Capstone Student, NYUAD

Alhanoof is a senior studying Psychology at NYU Abu Dhabi. Her capstone examines how Emiratis perceive welfare aid, focusing on how welfare stigma, entitlement and national solidarity, and levels of need shape both the uptake of aid and perceptions of deservingness, stigma, and other psychological factors. More broadly, she is interested in how societal structures and policies influence psychological experiences and behavior.

AyshaH Jaljuli

Capstone Student, NYUAD

Ayshah is a senior at NYU Abu Dhabi majoring in Psychology with double minors in Film and History.
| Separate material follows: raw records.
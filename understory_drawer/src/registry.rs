// Copyright 2025 the Understory Authors
// SPDX-License-Identifier: Apache-2.0 OR MIT

//! Open drawers and the state they share.

use alloc::rc::Rc;
use alloc::vec::Vec;
use core::cell::RefCell;

use understory_scroll_lock::ViewportLock;

/// Identity of a drawer within one [`DrawerEnvironment`].
#[derive(Clone, Copy, Debug, PartialEq, Eq, PartialOrd, Ord, Hash)]
pub struct DrawerId(pub u64);

/// Open drawers, ordered by the time they opened.
#[derive(Clone, Debug, Default)]
pub struct DrawerRegistry {
    open: Vec<(DrawerId, u64)>,
}

impl DrawerRegistry {
    /// Creates an empty registry.
    #[must_use]
    pub fn new() -> Self {
        Self::default()
    }

    /// Records `id` as opened at `now`. Re-registering moves it to the top.
    pub fn register(&mut self, id: DrawerId, now: u64) {
        self.open.retain(|(open, _)| *open != id);
        self.open.push((id, now));
    }

    /// Removes `id`. Returns `true` if it was registered.
    pub fn unregister(&mut self, id: DrawerId) -> bool {
        let before = self.open.len();
        self.open.retain(|(open, _)| *open != id);
        self.open.len() != before
    }

    /// `true` if `id` is registered as open.
    #[must_use]
    pub fn is_open(&self, id: DrawerId) -> bool {
        self.open.iter().any(|(open, _)| *open == id)
    }

    /// Most recently opened drawer.
    #[must_use]
    pub fn topmost(&self) -> Option<DrawerId> {
        self.open.last().map(|(id, _)| *id)
    }

    /// `true` if a drawer other than `id` is open.
    #[must_use]
    pub fn any_open_other_than(&self, id: DrawerId) -> bool {
        self.open.iter().any(|(open, _)| *open != id)
    }

    /// Number of open drawers.
    #[must_use]
    pub fn len(&self) -> usize {
        self.open.len()
    }

    /// `true` if no drawer is open.
    #[must_use]
    pub fn is_empty(&self) -> bool {
        self.open.is_empty()
    }

    /// Open drawers with their open times, oldest first.
    pub fn iter(&self) -> impl Iterator<Item = (DrawerId, u64)> + '_ {
        self.open.iter().copied()
    }
}

/// State shared by every drawer on a page: the viewport lock, the open
/// drawer registry, and id allocation.
#[derive(Clone, Debug, Default)]
pub struct DrawerEnvironment {
    /// Body freeze shared by all drawers.
    pub lock: ViewportLock<DrawerId>,
    /// Drawers currently open.
    pub registry: DrawerRegistry,
    next_id: u64,
}

impl DrawerEnvironment {
    /// Creates an environment with no open drawers.
    #[must_use]
    pub fn new() -> Self {
        Self::default()
    }

    /// Creates an environment ready to be shared between drawers.
    #[must_use]
    pub fn shared() -> SharedEnvironment {
        Rc::new(RefCell::new(Self::new()))
    }

    /// Allocates a fresh drawer id.
    pub fn next_id(&mut self) -> DrawerId {
        self.next_id += 1;
        DrawerId(self.next_id)
    }
}

/// Handle to a [`DrawerEnvironment`] shared by several drawers.
pub type SharedEnvironment = Rc<RefCell<DrawerEnvironment>>;
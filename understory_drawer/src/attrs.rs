// Copyright 2025 the Understory Authors
// SPDX-License-Identifier: Apache-2.0 OR MIT

//! Render attributes: the markers and flags hosts put on the drawer's
//! elements so stylesheets can follow the engine's state.

use alloc::format;
use alloc::string::String;
use alloc::vec::Vec;

use crate::drawer::Drawer;

/// Ordered `(name, value)` pairs for one element.
#[derive(Clone, Debug, Default, PartialEq, Eq)]
pub struct Attributes(pub Vec<(&'static str, String)>);

impl Attributes {
    fn push(&mut self, name: &'static str, value: impl Into<String>) {
        self.0.push((name, value.into()));
    }

    fn flag(&mut self, name: &'static str, value: bool) {
        self.push(name, if value { "true" } else { "false" });
    }

    /// Value of attribute `name`.
    #[must_use]
    pub fn get(&self, name: &str) -> Option<&str> {
        self.0
            .iter()
            .find(|(n, _)| *n == name)
            .map(|(_, v)| v.as_str())
    }

    /// Iterates over the pairs in insertion order.
    pub fn iter(&self) -> impl Iterator<Item = (&'static str, &str)> + '_ {
        self.0.iter().map(|(n, v)| (*n, v.as_str()))
    }
}

impl Drawer {
    fn state_name(&self) -> &'static str {
        if self.is_open() { "open" } else { "closed" }
    }

    /// Attributes for the panel element.
    ///
    /// Includes the `--snap-point-height` style variable when snap points are
    /// configured.
    #[must_use]
    pub fn content_attributes(&self) -> Attributes {
        let has_snap_points = !self.snap_points().is_empty();
        let mut attrs = Attributes::default();
        attrs.push(
            "data-vaul-drawer-direction",
            self.config().direction.as_str(),
        );
        attrs.push("data-vaul-drawer", String::new());
        attrs.push("data-state", self.state_name());
        attrs.flag("data-vaul-dragging", self.is_dragging());
        attrs.flag("data-vaul-delayed-snap-points", self.delayed_snap_points());
        attrs.flag("data-vaul-snap-points", self.is_open() && has_snap_points);
        attrs.flag(
            "data-vaul-custom-container",
            self.config().has_custom_container,
        );
        attrs.flag("data-vaul-animate", self.should_animate());
        if let Some(first) = self.snap_points().offsets().first() {
            attrs.push("--snap-point-height", format!("{first}px"));
        }
        attrs
    }

    /// Attributes for the backdrop element.
    #[must_use]
    pub fn overlay_attributes(&self) -> Attributes {
        let snap = self.snap_points();
        let mut attrs = Attributes::default();
        attrs.push("data-vaul-overlay", String::new());
        attrs.push("data-state", self.state_name());
        attrs.flag("data-vaul-snap-points", self.is_open() && !snap.is_empty());
        attrs.flag(
            "data-vaul-snap-points-overlay",
            self.is_open() && snap.should_fade(),
        );
        attrs.flag("data-vaul-animate", self.should_animate());
        attrs
    }

    /// Attributes for the drag handle.
    #[must_use]
    pub fn handle_attributes(&self) -> Attributes {
        let mut attrs = Attributes::default();
        attrs.flag("data-vaul-drawer-visible", self.is_open());
        attrs.push("data-vaul-handle", String::new());
        attrs.push("aria-hidden", "true");
        attrs
    }
}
She is interested in how individual behaviors shape broader community patterns and how narratives carried through cultural memory and media influence both personal choices and societal attitudes. Her work centers on exploring what fosters support within communities, what leads to their breakdown, and how these insights can guide efforts to build fairer social systems.

Lemisa Selimi

Capstone Student, NYUAD

Lemisa is a senior studying Psychology. She is interested in the individual, the psyche of a human with all its depth that can be reached, including the unconscious, the Self (in Jungian, IFS Therapy, Transpersonal Psychology perspectives), full self-integration, etc. An important part in this, though, is society, how societal constructions reside in an individual’s psyche and how becoming more aware of them brings more liberation to the individual. Lemisa’s final project, hence, has to do with one of the most important self & society intersections of the day: that of the marketization of the self (internalized neoliberal values), and also self-silencing (suppression of self and emotions), aiming to test implications from both scales on the integration of self & psychological health.

Miae Bushra

Capstone Student, NYUAD

Miae Bushra is a senior in Psychology. She loves people, and more so, loves the interactions we have with one another. The major driver of her work is understanding how people can better ourselves through systematic understandings of identity and the role they play in shaping solidarity, power, and everyday choices. Miae is especially interested in when, and why, support fractures for causes we claim we care about, and how clearer models of identity can help us design more empowering social systems through a better understanding of our positions in the world!